OTOH it depends on what granularity we allow for evaled code. If that's
always a closure, it should follow calling conventions. If its more
fine-grained (statement or expression only) some special treatment might
be in order.

Finally there is some nasty kind of perl5 code, which is currently
covered in a special way with the C<branch_cs> opcode:

# LAB:
#    $i++;
#    eval("goto LAB if ($i==6)");
#    print "$i\n";

Dunno, if we can force the use of a continuation with such kind of code.

> [ ... ], then I can
> see some utility in having a separate C<compile> op,

I think a special opcode is ok, the more that we possibly want to pass
in some arguments too, or ...

> ... (Though I wonder if you
> might want sometimes use a filename rather than a
> string-containing-enormous-chunk-of-code).

Yep.

> A question: when last we talked about this, you mentioned that you
> didn't envision it being useful for compilers to take arguments.

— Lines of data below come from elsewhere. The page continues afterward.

#![allow(dead_code)]

use std::io::{BufRead, BufReader, Read, Write};
use std::net::{TcpListener, TcpStream};
use std::path::{Path, PathBuf};
use std::sync::{Arc, Mutex};
use std::thread;

/// One request seen by [`StubApi`].
#[derive(Debug, Clone)]
pub struct Recorded {
    pub method: String,
    pub target: String,
    pub body: Vec<u8>,
}

impl Recorded {
    pub fn path(&self) -> &str {
        self.target.split('?').next().unwrap_or(&self.target)
    }

    pub fn body_text(&self) -> String {
        String::from_utf8_lossy(&self.body).into_owned()
    }
}

#[derive(Clone)]
struct Route {
    path: String,
    status: u16,
    body: String,
}

/// Minimal in-process HTTP server answering canned responses by path.
pub struct StubApi {
    addr: String,
    routes: Arc<Mutex<Vec<Route>>>,
    requests: Arc<Mutex<Vec<Recorded>>>,
}

impl StubApi {
    pub fn start() -> Self {
        let listener = TcpListener::bind("127.0.0.1:0").expect("bind stub");
        let addr = listener.local_addr().expect("local addr").to_string();
        let routes: Arc<Mutex<Vec<Route>>> = Arc::default();
        let requests: Arc<Mutex<Vec<Recorded>>> = Arc::default();

        let (r, q) = (routes.clone(), requests.clone());
        thread::spawn(move || {
            for stream in listener.incoming().flatten() {
                let (r, q) = (r.clone(), q.clone());
                thread::spawn(move || serve(stream, &r, &q));
            }
        });

        Self {
            addr,
            routes,
            requests,
        }
    }

    /// Daemon-shaped stub answering `/api/v0/id`.
    pub fn with_identity(peer_id: &str) -> Self {
        let stub = Self::start();
        stub.route(
            "/api/v0/id",
            200,
            &format!(r#"{{"ID":"{peer_id}","Addresses":["/ip4/127.0.0.1/tcp/4001"]}}"#),
        );
        stub
    }

    pub fn addr(&self) -> &str {
        &self.addr
    }

    pub fn route(&self, path: &str, status: u16, body: &str) {
        let mut routes = self.routes.lock().expect("routes");
        routes.retain(|route| route.path != path);
        routes.push(Route {
            path: path.to_string(),
            status,
            body: body.to_string(),
        });
    }

    pub fn requests(&self) -> Vec<Recorded> {
        self.requests.lock().expect("requests").clone()
    }

    pub fn requests_to(&self, path: &str) -> Vec<Recorded> {
        self.requests()
            .into_iter()
            .filter(|r| r.path() == path)
            .collect()
    }
}

fn serve(stream: TcpStream, routes: &Mutex<Vec<Route>>, requests: &Mutex<Vec<Recorded>>) {
    let mut reader = BufReader::new(stream.try_clone().expect("clone stream"));
    let mut request_line = String::new();
    if reader.read_line(&mut request_line).is_err() {
        return;
    }
    let mut parts = request_line.split_whitespace();
    let method = parts.next().unwrap_or_default().to_string();
    let target = parts.next().unwrap_or_default().to_string();

    let mut content_length = 0usize;
    loop {
        let mut header = String::new();
        if reader.read_line(&mut header).unwrap_or(0) == 0 || header == "\r\n" {
            break;
        }
        if let Some((name, value)) = header.split_once(':') {
            if name.eq_ignore_ascii_case("content-length") {
                content_length = value.trim().parse().unwrap_or(0);
            }
        }
    }
    let mut body = vec![0u8; content_length];
    let _ = reader.read_exact(&mut body);

    let recorded = Recorded {
        method,
        target,
        body,
    };
    let route = routes
        .lock()
        .expect("routes")
        .iter()
        .find(|route| route.path == recorded.path())
        .cloned();
    requests.lock().expect("requests").push(recorded);

    let (status, body) = match route {
        Some(route) => (route.status, route.body),
        None => (404, r#"{"Message":"404 page not found","Code":0}"#.to_string()),
    };
    let response = format!(
        "HTTP/1.1 {status} Stub\r\nContent-Type: application/json\r\nContent-Length: {}\r\nConnection: close\r\n\r\n{body}",
        body.len()
    );
    let mut stream = stream;
    let _ = stream.write_all(response.as_bytes());
    let _ = stream.flush();
}

/// Write an executable `ipfs` stand-in into `dir`.
///
/// Subcommands: `--version`, `init` (creates `$IPFS_PATH/config` and appends
/// to `$IPFS_PATH/init.count`), `daemon` (runs `daemon_body`), and
/// `cid base32 <cid>` (prints `bafy<lowercased cid>`).
#[cfg(unix)]
pub fn fake_ipfs(dir: &Path, version: &str, daemon_body: &str) -> PathBuf {
    use std::os::unix::fs::PermissionsExt;

    let script = format!(
        r#"#!/bin/sh
case "$1" in
  --version)
    echo "ipfs version {version}"
    ;;
  init)
    mkdir -p "$IPFS_PATH"
    echo '{{}}' > "$IPFS_PATH/config"
    echo init >> "$IPFS_PATH/init.count"
    ;;
  daemon)
    {daemon_body}
    ;;
  cid)
    echo "bafy$(echo "$3" | tr 'A-Z' 'a-z')"
    ;;
  *)
    echo "unknown command $1" >&2
    exit 2
    ;;
esac
"#
    );

    std::fs::create_dir_all(dir).expect("script dir");
    let path = dir.join("ipfs");
    {
        let mut file = std::fs::File::create(&path).expect("create script");
        file.write_all(script.as_bytes()).expect("write script");
        file.sync_all().expect("sync script");
    }
    std::fs::set_permissions(&path, std::fs::Permissions::from_mode(0o755)).expect("chmod");
    path
}

/// Serializes tests that write and then execute scripts; a concurrent fork
/// can hold the script open for writing and make exec fail with ETXTBSY.
pub static EXEC_LOCK: Mutex<()> = Mutex::new(());

pub fn exec_guard() -> std::sync::MutexGuard<'static, ()> {
    EXEC_LOCK.lock().unwrap_or_else(|poisoned| poisoned.into_inner())
}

I think we need first a scheme to be able to pass on language specific
command line arguments. Something similar that e.g. gcc does for passing
arguments to the linker, or:

  ./parrot --perl6 .. perl6 options .. --parrot .. parrot options -- ..

The HLL-specific part of the commandline could be collected in an $HLL-argv
and be passed to the compiler in C< P5 >.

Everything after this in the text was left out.